===== DATA FOR ANALYSIS
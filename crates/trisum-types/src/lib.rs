pub mod summary;
pub mod usage;

pub use summary::{ErrorBody, SummaryRequest, SummaryResult};
pub use usage::{UsageRecord, UsageStatus};
pub mod config;
pub mod gemini;
pub mod safety;
pub mod traits;

pub use config::{ClientFactory, GeminiConfig, ProviderConfig, ProviderType};
pub use gemini::GeminiClient;
pub use safety::{default_safety_settings, HarmBlockThreshold, HarmCategory, SafetySetting};
pub use traits::{
    GenerateOptions, GenerateRequest, GenerateResponse, GenerativeClient, TokenUsage,
};
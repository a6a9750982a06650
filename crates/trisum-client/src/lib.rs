pub mod api;
pub mod cli;
pub mod controller;
pub mod error;
pub mod view;

pub use api::{HttpSummaryApi, SummaryApi};
pub use controller::{SubmitOutcome, SummaryController};
pub use error::ClientError;
pub use view::{render, Screen, ViewState};
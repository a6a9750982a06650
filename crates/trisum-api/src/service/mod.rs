pub mod prompt;
pub mod summarizer;

pub use prompt::{build_prompt, SUMMARY_PROMPT_TEMPLATE};
pub use summarizer::{extract_text, parse_summary, SummarizeError, Summarizer};
pub mod clock;
pub mod error;
pub mod policy;
pub mod store;
pub mod tracker;

pub use clock::{Clock, ManualClock, SystemClock};
pub use error::{QuotaError, Result};
pub use policy::QuotaPolicy;
pub use store::{FileUsageStore, MemoryUsageStore, UsageStore, USAGE_KEY};
pub use tracker::QuotaTracker;
pub use trisum_types::{UsageRecord, UsageStatus};
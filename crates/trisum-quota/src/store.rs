use std::fs;
use std::io::ErrorKind;
use std::path::{Path, PathBuf};

use trisum_types::UsageRecord;

use crate::error::{QuotaError, Result};

/// Fixed key the usage record lives under
pub const USAGE_KEY: &str = "summaryUsage";

/// Storage for the single usage record
///
/// Implementations hold at most one record. The tracker serializes access,
/// so methods take `&mut self`.
pub trait UsageStore: Send {
    fn load(&mut self) -> Result<Option<UsageRecord>>;

    fn save(&mut self, record: &UsageRecord) -> Result<()>;

    fn remove(&mut self) -> Result<()>;
}

/// In-process store
#[derive(Debug, Clone, Default)]
pub struct MemoryUsageStore {
    record: Option<UsageRecord>,
}

impl MemoryUsageStore {
    pub fn new() -> Self {
        Self::default()
    }

    pub fn with_record(record: UsageRecord) -> Self {
        Self {
            record: Some(record),
        }
    }
}

impl UsageStore for MemoryUsageStore {
    fn load(&mut self) -> Result<Option<UsageRecord>> {
        Ok(self.record)
    }

    fn save(&mut self, record: &UsageRecord) -> Result<()> {
        self.record = Some(*record);
        Ok(())
    }

    fn remove(&mut self) -> Result<()> {
        self.record = None;
        Ok(())
    }
}

/// JSON file store, `{"count":n,"firstAttempt":ms}`
#[derive(Debug, Clone)]
pub struct FileUsageStore {
    path: PathBuf,
}

impl FileUsageStore {
    pub fn new(path: impl Into<PathBuf>) -> Self {
        Self { path: path.into() }
    }

    /// `<data_dir>/trisum/summaryUsage.json`, when the platform has a data dir
    pub fn default_path() -> Option<PathBuf> {
        dirs::data_dir().map(|dir| dir.join("trisum").join(format!("{}.json", USAGE_KEY)))
    }

    pub fn path(&self) -> &Path {
        &self.path
    }

    fn io_error(&self, source: std::io::Error) -> QuotaError {
        QuotaError::Io {
            path: self.path.clone(),
            source,
        }
    }
}

impl UsageStore for FileUsageStore {
    fn load(&mut self) -> Result<Option<UsageRecord>> {
        let contents = match fs::read_to_string(&self.path) {
            Ok(contents) => contents,
            Err(e) if e.kind() == ErrorKind::NotFound => return Ok(None),
            Err(e) => return Err(self.io_error(e)),
        };

        match serde_json::from_str::<UsageRecord>(&contents) {
            Ok(record) => Ok(Some(record)),
            Err(e) => {
                tracing::warn!(
                    path = %self.path.display(),
                    error = %e,
                    "Ignoring unreadable usage record"
                );
                Ok(None)
            }
        }
    }

    fn save(&mut self, record: &UsageRecord) -> Result<()> {
        if let Some(parent) = self.path.parent() {
            if !parent.as_os_str().is_empty() {
                fs::create_dir_all(parent).map_err(|e| self.io_error(e))?;
            }
        }

        let json = serde_json::to_string(record)?;
        fs::write(&self.path, json).map_err(|e| self.io_error(e))
    }

    fn remove(&mut self) -> Result<()> {
        match fs::remove_file(&self.path) {
            Ok(()) => Ok(()),
            Err(e) if e.kind() == ErrorKind::NotFound => Ok(()),
            Err(e) => Err(self.io_error(e)),
        }
    }
}
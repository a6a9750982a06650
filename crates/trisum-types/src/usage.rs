use serde::{Deserialize, Serialize};

/// Locally persisted usage counter for the rolling quota window
#[derive(Debug, Clone, Copy, PartialEq, Eq, Serialize, Deserialize)]
pub struct UsageRecord {
    pub count: u32,
    /// Epoch milliseconds of the first recorded attempt in the window
    #[serde(rename = "firstAttempt")]
    pub first_attempt: i64,
}

impl UsageRecord {
    /// Record for the first successful request of a window
    pub fn first(now_ms: i64) -> Self {
        Self {
            count: 1,
            first_attempt: now_ms,
        }
    }

    /// Milliseconds elapsed since the window opened
    pub fn age_ms(&self, now_ms: i64) -> i64 {
        now_ms.saturating_sub(self.first_attempt)
    }
}

/// Outcome of a quota check
#[derive(Debug, Clone, Copy, PartialEq, Eq, Serialize, Deserialize)]
pub struct UsageStatus {
    pub allowed: bool,
    pub attempts: u32,
}

impl UsageStatus {
    pub fn fresh() -> Self {
        Self {
            allowed: true,
            attempts: 0,
        }
    }
}

#[cfg(test)]
mod tests {
    use super::*;

    #[test]
    fn test_usage_record_uses_first_attempt_key() {
        let record = UsageRecord {
            count: 3,
            first_attempt: 1_700_000_000_000,
        };
        let json = serde_json::to_string(&record).unwrap();
        assert_eq!(json, r#"{"count":3,"firstAttempt":1700000000000}"#);
    }

    #[test]
    fn test_first_record() {
        let record = UsageRecord::first(42);
        assert_eq!(record.count, 1);
        assert_eq!(record.first_attempt, 42);
        assert_eq!(record.age_ms(100), 58);
    }

    #[test]
    fn test_age_saturates_on_extreme_timestamps() {
        let record = UsageRecord {
            count: 1,
            first_attempt: i64::MIN,
        };
        assert_eq!(record.age_ms(1_000), i64::MAX);

        let record = UsageRecord {
            count: 1,
            first_attempt: i64::MAX,
        };
        assert_eq!(record.age_ms(-1_000), i64::MIN);
    }
}
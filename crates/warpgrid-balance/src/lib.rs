//! WarpGrid balancing core: balance model, candidate node sets and energy.
//!
//! One scheduling pass builds a [`BalanceModel`] from a cluster snapshot,
//! then the search loop owns a [`DynamicNodeLoadSet`] and a [`Score`]
//! created from it. Tentative moves are applied as load updates to both and
//! judged by [`Score::energy`].
//!
//! # Components
//!
//! - **`builder`**: Balance model construction (domains, metrics, node loads)
//! - **`node_load_set`**: Ordered candidate nodes for scoped defragmentation
//! - **`score`**: Energy function (balance, defrag and move cost)
//! - **`domain_tree`**: Fault and upgrade domain trees
//! - **`config`**: Balancing settings loaded from TOML

pub mod builder;
pub mod config;
pub mod domain_tree;
pub mod error;
pub mod load;
pub mod metric;
pub mod node_load_set;
pub mod score;
pub mod snapshot;

pub use builder::{BalanceModel, BalanceModelBuilder, NodeEntry};
pub use config::{DefragDistribution, PlacementStrategy, Settings};
pub use domain_tree::{DomainData, DomainTree, TreeNodeIndex};
pub use error::{ConfigError, ConfigResult, ModelError, ModelResult};
pub use load::{LoadEntry, LoadStat};
pub use metric::{LoadBalancingDomain, Metric};
pub use node_load_set::{DynamicNodeLoadSet, Order};
pub use score::{NodeLoadChanges, Score};
pub use snapshot::{ClusterSnapshot, DeactivationState, DomainMetric, NodeDescription, ReplicaLoad, ServiceDescription, ServiceMetric};
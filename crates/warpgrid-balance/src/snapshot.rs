//! Cluster and workload snapshot types consumed by the builder.
//!
//! Snapshots are produced by the cluster layer and are already validated
//! for referential integrity there; the builder still rejects inconsistent
//! input instead of producing a half-initialized model.

use std::collections::{BTreeSet, HashMap};

use serde::{Deserialize, Serialize};

/// Node property holding the node type name (used for diagnostics only).
pub const NODE_TYPE_PROPERTY: &str = "NodeTypeName";

/// Deactivation state of a node as seen by the balancer.
#[derive(Debug, Clone, Copy, PartialEq, Eq, Default, Serialize, Deserialize)]
#[serde(rename_all = "snake_case")]
pub enum DeactivationState {
    #[default]
    Active,
    /// Deactivation in progress; new replicas may still be placed.
    PlacementAllowed,
    /// Deactivated, but services that run on every node may still be placed.
    EveryNodeServiceAllowed,
    Deactivated,
}

#[derive(Debug, Clone, Serialize, Deserialize, PartialEq)]
pub struct NodeDescription {
    pub node_id: String,
    pub is_up: bool,
    #[serde(default)]
    pub deactivation: DeactivationState,
    /// Fault domain path, e.g. `fd:/dc1/rack2`.
    #[serde(default)]
    pub fault_domain: String,
    #[serde(default)]
    pub upgrade_domain: String,
    /// Metric name → capacity. Missing metrics have unlimited capacity.
    #[serde(default)]
    pub capacities: HashMap<String, i64>,
    /// Metric name → relative node size. Defaults to 1.
    #[serde(default)]
    pub capacity_ratios: HashMap<String, u32>,
    #[serde(default)]
    pub properties: HashMap<String, String>,
}

impl NodeDescription {
    pub fn new(node_id: impl Into<String>, fault_domain: impl Into<String>, upgrade_domain: impl Into<String>) -> Self {
        Self {
            node_id: node_id.into(),
            is_up: true,
            deactivation: DeactivationState::Active,
            fault_domain: fault_domain.into(),
            upgrade_domain: upgrade_domain.into(),
            capacities: HashMap::new(),
            capacity_ratios: HashMap::new(),
            properties: HashMap::new(),
        }
    }

    pub fn with_capacity(mut self, metric: &str, capacity: i64) -> Self {
        self.capacities.insert(metric.to_string(), capacity);
        self
    }

    pub fn down(mut self) -> Self {
        self.is_up = false;
        self
    }

    pub fn node_type_name(&self) -> Option<&str> {
        self.properties.get(NODE_TYPE_PROPERTY).map(String::as_str)
    }
}

/// A metric reported by a service.
#[derive(Debug, Clone, Serialize, Deserialize, PartialEq)]
pub struct ServiceMetric {
    pub name: String,
    pub weight: f64,
}

/// Load of one replica on one node, one value per service metric.
#[derive(Debug, Clone, Serialize, Deserialize, PartialEq)]
pub struct ReplicaLoad {
    pub node_index: usize,
    pub loads: Vec<i64>,
    /// The replica is being moved away or dropped.
    #[serde(default)]
    pub should_disappear: bool,
}

#[derive(Debug, Clone, Serialize, Deserialize, PartialEq)]
pub struct ServiceDescription {
    pub name: String,
    /// A single replica service; never gets its own balancing domain.
    #[serde(default)]
    pub is_singleton: bool,
    pub metrics: Vec<ServiceMetric>,
    /// Node indices this service may not use.
    #[serde(default)]
    pub blocked_nodes: Vec<usize>,
    #[serde(default)]
    pub replicas: Vec<ReplicaLoad>,
}

impl ServiceDescription {
    pub fn new(name: impl Into<String>, metrics: &[(&str, f64)]) -> Self {
        Self {
            name: name.into(),
            is_singleton: false,
            metrics: metrics
                .iter()
                .map(|(name, weight)| ServiceMetric {
                    name: name.to_string(),
                    weight: *weight,
                })
                .collect(),
            blocked_nodes: Vec::new(),
            replicas: Vec::new(),
        }
    }

    pub fn with_replica(mut self, node_index: usize, loads: &[i64]) -> Self {
        self.replicas.push(ReplicaLoad {
            node_index,
            loads: loads.to_vec(),
            should_disappear: false,
        });
        self
    }
}

/// A metric known to the service domain with its cluster-wide average weight.
#[derive(Debug, Clone, Serialize, Deserialize, PartialEq)]
pub struct DomainMetric {
    pub name: String,
    pub average_weight: f64,
}

#[derive(Debug, Clone, Default, Serialize, Deserialize, PartialEq)]
pub struct ClusterSnapshot {
    pub nodes: Vec<NodeDescription>,
    #[serde(default)]
    pub services: Vec<ServiceDescription>,
    #[serde(default)]
    pub domain_metrics: Vec<DomainMetric>,
    #[serde(default)]
    pub upgrade_completed_uds: BTreeSet<String>,
}

impl ClusterSnapshot {
    pub fn from_json(json: &str) -> serde_json::Result<Self> {
        serde_json::from_str(json)
    }
}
==========
### DESCRIPTION OF THE TASK
In the entries, how many lines include the string "ServiceDescription"? Only the number should be given.

### OUTPUT OF THE TASK
4